El perro matapacos encarnaba a la perfección esa mezcla de ternura infantil y de crueldad posmoderna que habitó el corazón del estallido. Un cinismo inocente (la palabra “cínico” viene justamente de perro, y de unos filósofos que decidieron vivir sin techo ni ley en la antigua Grecia). Víctimas absolutas, como el perro, que tienen por eso mismo el derecho supremo a “matar” a sus victimarios. Perros que buscan caricias, pero pueden morder cuando quieran la mano que les da de comer.
Se usa hoy el término “octubrista” un poco para todo y para nada, pero en su origen denominaba una cierta teoría política que creía ver en la falta de líderes, de programa, de plan de poder, la fuerza del movimiento.
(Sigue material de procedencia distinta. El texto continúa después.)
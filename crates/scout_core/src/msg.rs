use std::time::Duration;

use crate::ResultRow;

#[derive(Debug, Clone, PartialEq, Eq)]
pub enum Msg {
    /// Reporter looked at the run's buffer.
    Observed(Observation),
    /// User asked to abort the run.
    CancelRequested,
}

/// Snapshot of a run taken by the reporter at one poll tick.
#[derive(Debug, Clone, PartialEq, Eq, Default)]
pub struct Observation {
    /// Rows appended since the previous observation, in buffer order.
    pub new_rows: Vec<ResultRow>,
    pub error_count: usize,
    /// The background task has returned; no more rows will arrive.
    pub source_finished: bool,
    pub cancelled: bool,
    pub elapsed: Duration,
}
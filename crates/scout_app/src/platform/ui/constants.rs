pub const BAR_TEMPLATE: &str = "{prefix:>10.bold.cyan} [{bar:30}] {pos}/{len} {msg}";
pub const BAR_CHARS: &str = "=> ";
pub const PREFIX_RUNNING: &str = "Scraping";
pub const PREFIX_DONE: &str = "Done";
pub const PREFIX_STOPPED: &str = "Stopped";

/// Width the results table is fitted to.
pub const TABLE_WIDTH: usize = 110;
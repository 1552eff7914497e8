use sfj_wire::WireError;

/// The dictionary an out-of-range `SetActive` index pointed into.
#[derive(Debug, Clone, Copy, PartialEq, Eq)]
pub enum DictKind {
    Host,
    Source,
    Sourcetype,
}

impl std::fmt::Display for DictKind {
    fn fmt(&self, f: &mut std::fmt::Formatter<'_>) -> std::fmt::Result {
        let s = match self {
            DictKind::Host => "host",
            DictKind::Source => "source",
            DictKind::Sourcetype => "sourcetype",
        };
        f.write_str(s)
    }
}

/// The severity bucket a [`DecodeError`] belongs to, for the journal
/// driver's per-journal log line. `EndOfStream` is deliberately not a
/// variant here — a clean end of journal is not an error at all.
#[derive(Debug, Clone, Copy, PartialEq, Eq)]
pub enum ErrorKind {
    Truncated,
    Malformed,
    OutOfRange,
    UnknownOpcode,
    Io,
}

/// Errors that can occur while decoding one journal.
///
/// Error hierarchy:
///
/// ```text
///   DecodeError
///   ├── Wire(WireError)         ← framing: truncated reads, varint overflow
///   ├── Malformed                ← structurally present but semantically broken
///   ├── OutOfRange                ← SetActive referenced an unknown dictionary index
///   ├── UnknownOpcode             ← an opcode byte outside every known class
///   └── Decompression              ← the zstd adapter failed mid-stream
/// ```
///
/// Every variant maps to one of the five recovery-policy buckets of the
/// journal driver (see [`DecodeError::kind`]); none of them are fatal to
/// the surrounding batch, only to the journal currently being decoded.
#[derive(Debug, thiserror::Error)]
pub enum DecodeError {
    /// A wire-level framing error: a read ran off the end of the journal,
    /// or a varint exceeded 10 bytes.
    #[error(transparent)]
    Wire(#[from] WireError),

    /// The bytes were present and well-framed but did not satisfy the
    /// format's semantic rules (e.g. an `index_time_delta` before any
    /// `SetBaseTime`, or an event window that still had unread bytes).
    #[error("malformed: {reason}")]
    Malformed { reason: &'static str },

    /// A `SetActive` opcode referenced a dictionary index that has not
    /// been defined yet in this journal.
    #[error("{dict} index {idx} out of range (dictionary has {len} entries)")]
    OutOfRange {
        dict: DictKind,
        idx: u64,
        len: usize,
    },

    /// An opcode byte outside of every known class (NOP, NewString,
    /// SetActive, SetBaseTime, Reserved, Event).
    #[error("unknown opcode {opcode:#04x}")]
    UnknownOpcode { opcode: u8 },

    /// The zstd streaming adapter failed to produce further bytes.
    #[error("decompression failed: {0}")]
    Decompression(std::io::Error),
}

impl DecodeError {
    pub fn kind(&self) -> ErrorKind {
        match self {
            DecodeError::Wire(WireError::Io(_)) => ErrorKind::Io,
            DecodeError::Wire(WireError::VarintTooLong) => ErrorKind::Malformed,
            DecodeError::Wire(WireError::Truncated { .. }) => ErrorKind::Truncated,
            DecodeError::Malformed { .. } => ErrorKind::Malformed,
            DecodeError::OutOfRange { .. } => ErrorKind::OutOfRange,
            DecodeError::UnknownOpcode { .. } => ErrorKind::UnknownOpcode,
            DecodeError::Decompression(_) => ErrorKind::Io,
        }
    }
}

#[cfg(test)]
mod tests {
    use super::*;

    #[test]
    fn truncated_wire_error_is_truncated_kind() {
        let err = DecodeError::Wire(WireError::Truncated {
            needed: 2,
            available: 1,
        });
        assert_eq!(err.kind(), ErrorKind::Truncated);
    }

    #[test]
    fn varint_too_long_is_malformed_kind_not_truncated() {
        // spec.md §7 lists "varint overflow" under Malformed, not
        // Truncated — a >10-byte continuation run is a format
        // violation, not a short read.
        let err = DecodeError::Wire(WireError::VarintTooLong);
        assert_eq!(err.kind(), ErrorKind::Malformed);
    }
}
#![no_main]

use libfuzzer_sys::fuzz_target;
use sfj_decoder::{zstd_reader, JournalDecoder};

// Fuzz target: arbitrary bytes pushed through the magic-detecting zstd
// adapter before decoding. Most inputs won't start with the zstd magic
// and just exercise the passthrough path; libFuzzer will eventually
// discover the magic bytes and start exercising real decompression
// too. Catches bugs in:
// - MagicPeekReader replay correctness
// - zstd decompression errors surfacing as DecodeError::Decompression
//   rather than panicking
fuzz_target!(|data: &[u8]| {
    let Ok(reader) = zstd_reader::open_journal_reader(data) else {
        return;
    };
    for result in JournalDecoder::new(reader) {
        if result.is_err() {
            break;
        }
    }
});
La idea de que en el siglo XXI, con las nuevas tecnologías, se habían acabado las revoluciones donde había que dar la cara y tomarse el Palacio de Invierno. El “octubrismo” era entonces el entusiasmo ante nuevas formas de luchas performáticas, “rizomáticas”, que se libran casi solamente en el campo de batalla de Instagram, twitter y solo en caso de extrema necesidad en Facebook.
El perro matapacos era una de las armas principales de esta guerra por el like. Un símbolo carnavalesco de rebelión que te permite al mismo tiempo esconder detrás suyo tu propia ansia de matar a los “pacos”, un símbolo de ese Estado que fue sindicado por entonces como “un macho violador”. Una liberación de los instintos que no era como la de los hippies, gozosa y liberadora, sino que escogió para ella el lenguaje del sadomasoquismo más salvaje. Esto conviviendo justo al lado con un infantilismo de exagerado candor. El perrito abandonado que hay que rescatar, pero al que se le celebra que muerda las rodillas de los enemigos. Crueldad y bondad extrema, pero nada de cualquier asomo de estrategia política.
¿Gozó o no el presidente Boric con el perro matapacos? Todos somos testigos que los meses del estallido fueron para él tiempos incómodos. Los fanáticos más enloquecidos de la secta del perro lo odiaban con encarnizada precisión. Como es su costumbre el diputado Magallánico navegó sin embargo entre esos fanáticos sonriéndoles cada tanto, y encontrándoles la razón también por si acaso.
Mitad por miedo, mitad por incapacidad de restarse a cualquier entusiasmo, no se negó del todo al encanto de los ladridos, como por lo demás no se negó nadie, o casi nadie, entre los dirigentes del Frente Amplio. Pero tampoco fueron más sobrios en su entusiasmo perruno los dirigentes del Socialismo Democrático. No faltaron tampoco los dirigentes sociales, empresariales, religiosos, intelectuales y hasta algunos políticos de derechas en el baile del perrito. Fue toda la izquierda y el centro, la fanática, la moderada, la simpática y la insoportable la que creyó ver, con cinismo, resignación o entusiasmo, que el “matapacos” era el futuro de Chile.
Disimular este bochorno solo lo aumenta. Fuimos, incluso los que nos horrorizamos entonces, parte de una demencia común. Una demencia que salvó a Carabineros de cualquier cambio u autocrítica. Pérdida total, como se dice cuando los autos chocan. Y lo siento, no hay seguros comprometidos.